Data excerpts:

>>

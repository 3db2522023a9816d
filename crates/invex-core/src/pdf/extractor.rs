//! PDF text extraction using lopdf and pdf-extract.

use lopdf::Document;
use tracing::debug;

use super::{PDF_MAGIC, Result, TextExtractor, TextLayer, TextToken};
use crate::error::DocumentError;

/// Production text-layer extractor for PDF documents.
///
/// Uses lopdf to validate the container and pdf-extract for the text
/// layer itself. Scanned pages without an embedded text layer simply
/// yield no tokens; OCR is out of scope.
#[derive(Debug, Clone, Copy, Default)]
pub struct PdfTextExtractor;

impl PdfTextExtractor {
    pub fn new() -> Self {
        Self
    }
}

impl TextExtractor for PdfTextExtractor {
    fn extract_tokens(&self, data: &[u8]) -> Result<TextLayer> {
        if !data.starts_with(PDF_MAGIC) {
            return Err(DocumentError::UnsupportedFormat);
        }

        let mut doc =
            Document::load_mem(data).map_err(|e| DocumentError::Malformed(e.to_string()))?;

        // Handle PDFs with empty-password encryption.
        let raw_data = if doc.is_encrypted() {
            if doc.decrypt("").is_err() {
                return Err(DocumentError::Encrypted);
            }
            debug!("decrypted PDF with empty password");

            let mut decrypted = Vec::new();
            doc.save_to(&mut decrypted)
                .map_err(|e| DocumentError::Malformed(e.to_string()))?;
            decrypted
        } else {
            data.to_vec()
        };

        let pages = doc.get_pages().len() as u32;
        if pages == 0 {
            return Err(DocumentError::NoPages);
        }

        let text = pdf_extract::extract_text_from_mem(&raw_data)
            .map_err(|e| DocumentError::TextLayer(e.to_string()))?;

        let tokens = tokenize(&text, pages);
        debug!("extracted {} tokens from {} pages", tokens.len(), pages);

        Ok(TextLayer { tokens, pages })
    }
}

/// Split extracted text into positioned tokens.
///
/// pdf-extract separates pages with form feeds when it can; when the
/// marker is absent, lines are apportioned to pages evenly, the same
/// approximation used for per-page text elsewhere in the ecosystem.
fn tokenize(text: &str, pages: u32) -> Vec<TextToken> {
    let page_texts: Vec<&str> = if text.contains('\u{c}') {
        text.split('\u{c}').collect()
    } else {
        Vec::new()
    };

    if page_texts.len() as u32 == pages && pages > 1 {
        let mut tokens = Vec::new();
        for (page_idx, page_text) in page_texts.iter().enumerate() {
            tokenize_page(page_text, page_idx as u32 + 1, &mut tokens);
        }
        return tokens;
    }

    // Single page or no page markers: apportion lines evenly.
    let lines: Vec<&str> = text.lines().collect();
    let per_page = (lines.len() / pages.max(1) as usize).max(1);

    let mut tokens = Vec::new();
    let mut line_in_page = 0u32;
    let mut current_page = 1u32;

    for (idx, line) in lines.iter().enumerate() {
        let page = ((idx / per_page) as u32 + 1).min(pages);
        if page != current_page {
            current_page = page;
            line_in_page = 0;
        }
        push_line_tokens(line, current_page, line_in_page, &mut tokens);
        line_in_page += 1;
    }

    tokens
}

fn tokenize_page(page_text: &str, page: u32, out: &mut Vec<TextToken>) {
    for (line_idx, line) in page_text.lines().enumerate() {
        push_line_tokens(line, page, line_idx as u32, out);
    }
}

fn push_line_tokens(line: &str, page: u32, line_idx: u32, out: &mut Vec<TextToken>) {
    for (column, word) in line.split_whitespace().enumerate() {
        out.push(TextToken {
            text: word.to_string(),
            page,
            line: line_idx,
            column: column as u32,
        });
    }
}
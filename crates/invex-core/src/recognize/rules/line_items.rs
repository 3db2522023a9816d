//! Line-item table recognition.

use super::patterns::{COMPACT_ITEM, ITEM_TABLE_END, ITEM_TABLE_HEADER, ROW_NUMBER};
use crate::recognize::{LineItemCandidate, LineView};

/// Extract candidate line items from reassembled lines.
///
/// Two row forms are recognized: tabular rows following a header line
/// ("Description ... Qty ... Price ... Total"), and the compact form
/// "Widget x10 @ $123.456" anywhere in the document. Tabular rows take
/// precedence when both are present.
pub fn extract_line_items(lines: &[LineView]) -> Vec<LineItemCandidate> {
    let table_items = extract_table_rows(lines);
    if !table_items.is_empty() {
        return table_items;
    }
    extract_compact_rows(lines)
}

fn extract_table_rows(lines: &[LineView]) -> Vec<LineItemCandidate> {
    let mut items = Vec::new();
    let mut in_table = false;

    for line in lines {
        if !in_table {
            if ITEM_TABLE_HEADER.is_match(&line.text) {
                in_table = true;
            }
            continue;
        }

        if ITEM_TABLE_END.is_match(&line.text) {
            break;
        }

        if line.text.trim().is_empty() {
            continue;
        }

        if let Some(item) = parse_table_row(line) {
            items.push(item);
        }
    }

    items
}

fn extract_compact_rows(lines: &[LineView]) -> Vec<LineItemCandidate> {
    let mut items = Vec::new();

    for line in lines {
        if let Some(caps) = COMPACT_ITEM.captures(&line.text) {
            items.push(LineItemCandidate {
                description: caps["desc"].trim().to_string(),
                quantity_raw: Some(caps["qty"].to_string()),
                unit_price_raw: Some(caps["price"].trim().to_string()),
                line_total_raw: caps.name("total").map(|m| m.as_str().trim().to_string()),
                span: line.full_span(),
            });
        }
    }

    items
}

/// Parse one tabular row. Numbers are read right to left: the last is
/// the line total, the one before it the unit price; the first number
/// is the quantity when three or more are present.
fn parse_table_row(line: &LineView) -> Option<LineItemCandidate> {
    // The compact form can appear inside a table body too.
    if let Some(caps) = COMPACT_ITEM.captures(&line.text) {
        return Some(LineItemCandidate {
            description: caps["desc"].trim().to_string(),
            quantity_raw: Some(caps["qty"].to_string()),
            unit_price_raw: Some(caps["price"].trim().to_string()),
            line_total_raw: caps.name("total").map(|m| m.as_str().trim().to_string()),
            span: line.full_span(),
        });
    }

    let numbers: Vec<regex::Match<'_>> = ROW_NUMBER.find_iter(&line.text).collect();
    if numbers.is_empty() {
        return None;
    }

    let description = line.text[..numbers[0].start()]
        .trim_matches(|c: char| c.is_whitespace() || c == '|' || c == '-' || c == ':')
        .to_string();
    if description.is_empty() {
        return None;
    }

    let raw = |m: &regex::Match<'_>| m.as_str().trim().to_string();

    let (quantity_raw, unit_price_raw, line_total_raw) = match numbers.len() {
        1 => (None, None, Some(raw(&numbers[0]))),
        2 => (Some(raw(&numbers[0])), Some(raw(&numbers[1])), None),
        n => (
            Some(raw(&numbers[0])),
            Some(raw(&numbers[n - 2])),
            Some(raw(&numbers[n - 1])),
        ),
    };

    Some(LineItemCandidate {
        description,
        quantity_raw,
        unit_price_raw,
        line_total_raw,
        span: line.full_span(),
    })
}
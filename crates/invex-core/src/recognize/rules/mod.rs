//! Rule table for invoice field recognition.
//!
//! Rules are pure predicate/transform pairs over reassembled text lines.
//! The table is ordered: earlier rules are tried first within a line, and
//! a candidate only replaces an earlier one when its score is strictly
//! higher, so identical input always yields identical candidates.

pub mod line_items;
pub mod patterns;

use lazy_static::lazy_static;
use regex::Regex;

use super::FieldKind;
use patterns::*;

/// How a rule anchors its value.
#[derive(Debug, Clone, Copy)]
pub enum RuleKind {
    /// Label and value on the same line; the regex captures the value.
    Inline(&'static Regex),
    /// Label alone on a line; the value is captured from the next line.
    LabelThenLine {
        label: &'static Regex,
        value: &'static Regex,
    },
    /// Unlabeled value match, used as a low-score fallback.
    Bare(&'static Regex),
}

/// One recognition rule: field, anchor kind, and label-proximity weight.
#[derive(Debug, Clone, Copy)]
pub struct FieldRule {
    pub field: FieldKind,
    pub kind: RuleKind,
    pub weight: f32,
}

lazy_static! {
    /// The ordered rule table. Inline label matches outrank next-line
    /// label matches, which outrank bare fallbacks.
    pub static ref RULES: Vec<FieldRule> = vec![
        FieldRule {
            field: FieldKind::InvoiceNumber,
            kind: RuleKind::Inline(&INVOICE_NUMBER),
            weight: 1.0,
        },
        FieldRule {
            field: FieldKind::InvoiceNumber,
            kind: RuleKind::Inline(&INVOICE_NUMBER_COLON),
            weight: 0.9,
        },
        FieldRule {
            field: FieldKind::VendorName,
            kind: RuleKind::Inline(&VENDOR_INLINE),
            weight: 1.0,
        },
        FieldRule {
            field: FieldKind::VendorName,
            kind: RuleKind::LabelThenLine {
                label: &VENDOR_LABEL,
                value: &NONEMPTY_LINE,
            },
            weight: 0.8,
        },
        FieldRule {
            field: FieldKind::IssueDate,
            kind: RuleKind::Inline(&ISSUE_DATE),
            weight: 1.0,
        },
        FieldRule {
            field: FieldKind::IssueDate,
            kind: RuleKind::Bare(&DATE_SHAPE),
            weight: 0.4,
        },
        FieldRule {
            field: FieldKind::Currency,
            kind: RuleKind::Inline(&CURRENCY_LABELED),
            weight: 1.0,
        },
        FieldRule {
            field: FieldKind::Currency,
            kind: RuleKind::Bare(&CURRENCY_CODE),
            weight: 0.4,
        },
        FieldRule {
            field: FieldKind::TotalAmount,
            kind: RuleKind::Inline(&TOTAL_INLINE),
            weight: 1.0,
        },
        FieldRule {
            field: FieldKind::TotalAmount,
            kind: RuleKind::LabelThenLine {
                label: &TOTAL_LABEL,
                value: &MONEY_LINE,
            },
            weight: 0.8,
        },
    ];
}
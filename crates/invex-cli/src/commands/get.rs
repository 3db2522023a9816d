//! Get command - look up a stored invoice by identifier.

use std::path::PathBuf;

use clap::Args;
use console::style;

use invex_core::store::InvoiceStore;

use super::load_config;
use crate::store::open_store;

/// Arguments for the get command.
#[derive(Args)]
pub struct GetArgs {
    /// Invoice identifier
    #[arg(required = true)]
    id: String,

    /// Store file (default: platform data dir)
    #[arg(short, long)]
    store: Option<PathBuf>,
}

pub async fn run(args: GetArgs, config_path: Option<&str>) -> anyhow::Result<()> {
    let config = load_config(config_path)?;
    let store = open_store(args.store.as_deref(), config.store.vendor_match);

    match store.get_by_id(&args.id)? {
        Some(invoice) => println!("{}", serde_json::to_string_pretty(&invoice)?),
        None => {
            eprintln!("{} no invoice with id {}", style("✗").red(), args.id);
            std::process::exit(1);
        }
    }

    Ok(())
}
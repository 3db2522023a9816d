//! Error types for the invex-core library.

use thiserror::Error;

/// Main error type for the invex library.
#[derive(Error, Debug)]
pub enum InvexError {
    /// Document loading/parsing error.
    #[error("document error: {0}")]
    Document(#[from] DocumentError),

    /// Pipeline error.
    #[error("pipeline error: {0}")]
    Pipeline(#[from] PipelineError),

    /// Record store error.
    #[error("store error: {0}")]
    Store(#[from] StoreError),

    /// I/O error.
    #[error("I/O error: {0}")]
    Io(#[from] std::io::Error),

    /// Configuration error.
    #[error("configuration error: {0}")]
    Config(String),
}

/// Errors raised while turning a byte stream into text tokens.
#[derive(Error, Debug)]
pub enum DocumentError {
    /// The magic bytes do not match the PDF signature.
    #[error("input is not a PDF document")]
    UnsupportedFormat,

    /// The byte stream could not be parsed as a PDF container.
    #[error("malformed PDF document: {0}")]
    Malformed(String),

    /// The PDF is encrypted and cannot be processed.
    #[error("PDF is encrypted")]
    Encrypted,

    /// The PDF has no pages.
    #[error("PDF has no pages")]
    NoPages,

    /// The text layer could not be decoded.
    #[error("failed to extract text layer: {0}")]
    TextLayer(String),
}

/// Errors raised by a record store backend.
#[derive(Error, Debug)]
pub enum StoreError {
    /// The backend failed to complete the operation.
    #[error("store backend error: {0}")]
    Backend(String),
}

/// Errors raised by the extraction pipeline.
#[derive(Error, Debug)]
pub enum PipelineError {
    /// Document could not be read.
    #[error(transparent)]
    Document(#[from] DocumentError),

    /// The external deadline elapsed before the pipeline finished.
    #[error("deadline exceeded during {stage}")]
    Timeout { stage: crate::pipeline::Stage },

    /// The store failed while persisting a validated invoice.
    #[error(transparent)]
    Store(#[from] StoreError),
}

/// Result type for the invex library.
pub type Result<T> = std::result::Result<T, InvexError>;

<<

Your instructions: Using the records above, filter out every line that lacks the string "library" and copy the rest.

Solution to this task:
//! Error types for the invex-core library.
/// Main error type for the invex library.
/// Result type for the invex library.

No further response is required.